Interest on the notes will be paid to but excluding the relevant interest payment date. We will compute interest on
the notes on the basis of a 360-day year consisting of twelve 30-day months.
Our obligations to make payments of principal of or interest on the notes are subject to the subordination
provisions and the non-viability loss absorption provisions described herein under "--Subordination" and
"--Write-Down upon a Non-Viability Event," respectively.
We will pay the principal of and interest on the notes in U.S. dollars or in such other coin or currency of the
United States as at the time of payment is legal tender for the payment of public and private debts.
If any payment is due on the notes on a day that is not a business day, we will make payment on the date
that is the next succeeding business day. Payments postponed to the next succeeding business day in this
situation will be treated as if they were made on the original due date. Postponement of this kind will not result in
a default under the notes, and no interest will accrue on the postponed amount from the original due date to the
next succeeding business day.
All payments in respect of the notes will be subject in all cases to any applicable fiscal laws or other laws
and regulations, and, except as described in "Description of the Debt Securities--Taxation and Additional
Amounts" in the accompanying prospectus, no additional amounts will be payable as a result of the withholding
or deduction of any taxes or duties of whatever nature imposed or levied as a result of such laws or regulations.

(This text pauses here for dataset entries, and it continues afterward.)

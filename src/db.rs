use rusqlite::types::Type;
use rusqlite::{Connection, OptionalExtension};
use std::path::Path;

pub const DB_FILE_NAME: &str = "lectivo.sqlite3";

pub fn open_db(workspace: &Path) -> anyhow::Result<Connection> {
    std::fs::create_dir_all(workspace)?;
    let db_path = workspace.join(DB_FILE_NAME);
    let conn = Connection::open(db_path)?;
    conn.execute("PRAGMA foreign_keys = ON", [])?;
    conn.busy_timeout(std::time::Duration::from_secs(5))?;

    conn.execute(
        "CREATE TABLE IF NOT EXISTS settings(
            key TEXT PRIMARY KEY,
            value_json TEXT NOT NULL
        )",
        [],
    )?;

    conn.execute(
        "CREATE TABLE IF NOT EXISTS academic_periods(
            id TEXT PRIMARY KEY,
            name TEXT NOT NULL,
            start_date TEXT NOT NULL,
            end_date TEXT NOT NULL,
            estado TEXT NOT NULL DEFAULT 'ACTIVO',
            estado_supletorio TEXT NOT NULL DEFAULT 'PENDIENTE',
            created_at TEXT,
            finalized_at TEXT
        )",
        [],
    )?;
    // At most one ACTIVO period, enforced by storage as well as by periods.create.
    conn.execute(
        "CREATE UNIQUE INDEX IF NOT EXISTS idx_academic_periods_single_active
         ON academic_periods(estado) WHERE estado = 'ACTIVO'",
        [],
    )?;

    conn.execute(
        "CREATE TABLE IF NOT EXISTS trimesters(
            id TEXT PRIMARY KEY,
            period_id TEXT NOT NULL,
            ordinal INTEGER NOT NULL,
            estado TEXT NOT NULL DEFAULT 'PENDIENTE',
            finalized_at TEXT,
            FOREIGN KEY(period_id) REFERENCES academic_periods(id),
            UNIQUE(period_id, ordinal)
        )",
        [],
    )?;

    conn.execute(
        "CREATE TABLE IF NOT EXISTS evaluation_weights(
            period_id TEXT PRIMARY KEY,
            insumos REAL NOT NULL,
            proyecto REAL NOT NULL,
            examen REAL NOT NULL,
            FOREIGN KEY(period_id) REFERENCES academic_periods(id)
        )",
        [],
    )?;

    conn.execute(
        "CREATE TABLE IF NOT EXISTS teachers(
            id TEXT PRIMARY KEY,
            display_name TEXT NOT NULL
        )",
        [],
    )?;

    conn.execute(
        "CREATE TABLE IF NOT EXISTS course_sections(
            id TEXT PRIMARY KEY,
            period_id TEXT NOT NULL,
            name TEXT NOT NULL,
            grade_level INTEGER NOT NULL DEFAULT 0,
            is_final_year INTEGER NOT NULL DEFAULT 0,
            estado TEXT NOT NULL DEFAULT 'ACTIVO',
            FOREIGN KEY(period_id) REFERENCES academic_periods(id)
        )",
        [],
    )?;
    conn.execute(
        "CREATE INDEX IF NOT EXISTS idx_course_sections_period ON course_sections(period_id)",
        [],
    )?;

    conn.execute(
        "CREATE TABLE IF NOT EXISTS subject_offerings(
            id TEXT PRIMARY KEY,
            period_id TEXT NOT NULL,
            section_id TEXT NOT NULL,
            subject_name TEXT NOT NULL,
            teacher_id TEXT,
            nature TEXT NOT NULL DEFAULT 'QUANTITATIVE',
            estado TEXT NOT NULL DEFAULT 'ACTIVO',
            FOREIGN KEY(period_id) REFERENCES academic_periods(id),
            FOREIGN KEY(section_id) REFERENCES course_sections(id),
            FOREIGN KEY(teacher_id) REFERENCES teachers(id)
        )",
        [],
    )?;
    conn.execute(
        "CREATE INDEX IF NOT EXISTS idx_subject_offerings_period ON subject_offerings(period_id)",
        [],
    )?;
    conn.execute(
        "CREATE INDEX IF NOT EXISTS idx_subject_offerings_section ON subject_offerings(section_id)",
        [],
    )?;

    conn.execute(
        "CREATE TABLE IF NOT EXISTS students(
            id TEXT PRIMARY KEY,
            last_name TEXT NOT NULL,
            first_name TEXT NOT NULL,
            estado TEXT NOT NULL DEFAULT 'SIN_MATRICULA',
            current_section_id TEXT,
            updated_at TEXT,
            FOREIGN KEY(current_section_id) REFERENCES course_sections(id)
        )",
        [],
    )?;

    conn.execute(
        "CREATE TABLE IF NOT EXISTS enrollments(
            id TEXT PRIMARY KEY,
            student_id TEXT NOT NULL,
            section_id TEXT NOT NULL,
            period_id TEXT NOT NULL,
            estado TEXT NOT NULL DEFAULT 'ACTIVO',
            withdraw_reason TEXT,
            updated_at TEXT,
            FOREIGN KEY(student_id) REFERENCES students(id),
            FOREIGN KEY(section_id) REFERENCES course_sections(id),
            FOREIGN KEY(period_id) REFERENCES academic_periods(id),
            UNIQUE(student_id, period_id)
        )",
        [],
    )?;
    conn.execute(
        "CREATE INDEX IF NOT EXISTS idx_enrollments_section ON enrollments(section_id)",
        [],
    )?;
    conn.execute(
        "CREATE INDEX IF NOT EXISTS idx_enrollments_period ON enrollments(period_id)",
        [],
    )?;

    conn.execute(
        "CREATE TABLE IF NOT EXISTS grade_scores(
            id TEXT PRIMARY KEY,
            offering_id TEXT NOT NULL,
            student_id TEXT NOT NULL,
            trimester_id TEXT NOT NULL,
            evaluation_type TEXT,
            score REAL,
            qualitative TEXT,
            recorded_at TEXT NOT NULL,
            FOREIGN KEY(offering_id) REFERENCES subject_offerings(id),
            FOREIGN KEY(student_id) REFERENCES students(id),
            FOREIGN KEY(trimester_id) REFERENCES trimesters(id)
        )",
        [],
    )?;
    conn.execute(
        "CREATE INDEX IF NOT EXISTS idx_grade_scores_pair
         ON grade_scores(offering_id, student_id, trimester_id)",
        [],
    )?;
    conn.execute(
        "CREATE INDEX IF NOT EXISTS idx_grade_scores_trimester ON grade_scores(trimester_id)",
        [],
    )?;

    conn.execute(
        "CREATE TABLE IF NOT EXISTS trimester_averages(
            offering_id TEXT NOT NULL,
            student_id TEXT NOT NULL,
            trimester_id TEXT NOT NULL,
            promedio_insumos REAL,
            ponderado_insumos REAL,
            nota_proyecto REAL,
            ponderado_proyecto REAL,
            nota_examen REAL,
            ponderado_examen REAL,
            nota_final_trimestre REAL,
            cualitativa TEXT,
            computed_at TEXT NOT NULL,
            PRIMARY KEY(offering_id, student_id, trimester_id),
            FOREIGN KEY(offering_id) REFERENCES subject_offerings(id),
            FOREIGN KEY(student_id) REFERENCES students(id),
            FOREIGN KEY(trimester_id) REFERENCES trimesters(id)
        )",
        [],
    )?;

    conn.execute(
        "CREATE TABLE IF NOT EXISTS supplementary_records(
            period_id TEXT NOT NULL,
            offering_id TEXT NOT NULL,
            student_id TEXT NOT NULL,
            annual_average REAL,
            eligible INTEGER NOT NULL DEFAULT 1,
            score REAL,
            updated_at TEXT,
            PRIMARY KEY(period_id, offering_id, student_id),
            FOREIGN KEY(period_id) REFERENCES academic_periods(id),
            FOREIGN KEY(offering_id) REFERENCES subject_offerings(id),
            FOREIGN KEY(student_id) REFERENCES students(id)
        )",
        [],
    )?;

    Ok(conn)
}

pub fn settings_get_json(
    conn: &Connection,
    key: &str,
) -> rusqlite::Result<Option<serde_json::Value>> {
    let raw: Option<String> = conn
        .query_row(
            "SELECT value_json FROM settings WHERE key = ?",
            [key],
            |r| r.get(0),
        )
        .optional()?;
    let Some(raw) = raw else {
        return Ok(None);
    };
    serde_json::from_str(&raw)
        .map(Some)
        .map_err(|e| rusqlite::Error::FromSqlConversionFailure(0, Type::Text, Box::new(e)))
}

pub fn settings_set_json(
    conn: &Connection,
    key: &str,
    value: &serde_json::Value,
) -> rusqlite::Result<()> {
    conn.execute(
        "INSERT INTO settings(key, value_json) VALUES(?, ?)
         ON CONFLICT(key) DO UPDATE SET value_json = excluded.value_json",
        (key, value.to_string()),
    )?;
    Ok(())
}

pub fn settings_delete(conn: &Connection, key: &str) -> rusqlite::Result<()> {
    conn.execute("DELETE FROM settings WHERE key = ?", [key])?;
    Ok(())
}

pub fn now_rfc3339() -> String {
    chrono::Utc::now().to_rfc3339()
}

Redemption for Taxation Reasons
The notes may be redeemed at our option, in whole, but not in part, at any time, subject to prior
confirmation of the FSA (if such confirmation is required under the Applicable Banking Regulations (as defined
below)), on giving not less than thirty (30) nor more than sixty (60) days' notice of redemption to the holders
(which notice shall be irrevocable and shall conform to all requirements with respect to such notice as set forth in
the Indenture) at a redemption price equal to 100% of the principal amount of the notes together with accrued
and unpaid interest to (but excluding) the date fixed for redemption and any additional amounts thereon, if (i) we
have been or will become obliged to pay additional amounts with respect to the notes as described in
"Description of the Debt Securities--Taxation and Additional Amounts" in the accompanying prospectus, or
(ii) there is more than an insubstantial risk that, for Japanese corporate tax purposes, any portion of the interest
payable on the notes is not or will not be deductible from our taxable income or is or will be required to be
deducted from the amount to be excluded from our taxable gross receipts, in each case of (i) and (ii) above, as a
result of any change in, or amendment to, the laws or regulations of Japan or any political subdivision or any
authority thereof or therein having power to tax, or any change in application or official interpretation of such
laws or regulations, which change or amendment becomes effective on or after the original issuance date of the
notes and such obligation cannot be avoided by the taking of reasonable measures available to us; provided, that
in the case of (i) above no such notice of redemption shall be given sooner than ninety (90) days prior to the
earliest date on which we would be obliged to pay such additional amounts were a payment then due in respect of
such notes. Prior to the publication of any notice of redemption pursuant to this paragraph, we shall deliver to the
trustee a certificate signed by an authorized officer stating that the conditions precedent to our right to so redeem
have been fulfilled and an opinion of independent legal or tax advisor of recognized standing to the effect that
(i) we have become or will be obliged to pay such additional amounts or (ii) there is more than an insubstantial
risk that, for Japanese corporate tax purposes, any portion of the interest payable on the notes is not or will not be
deductible from our taxable income or is or will be required to be deducted from the amount to be excluded from
our taxable gross receipts, as the case may be, as a result of such change or amendment.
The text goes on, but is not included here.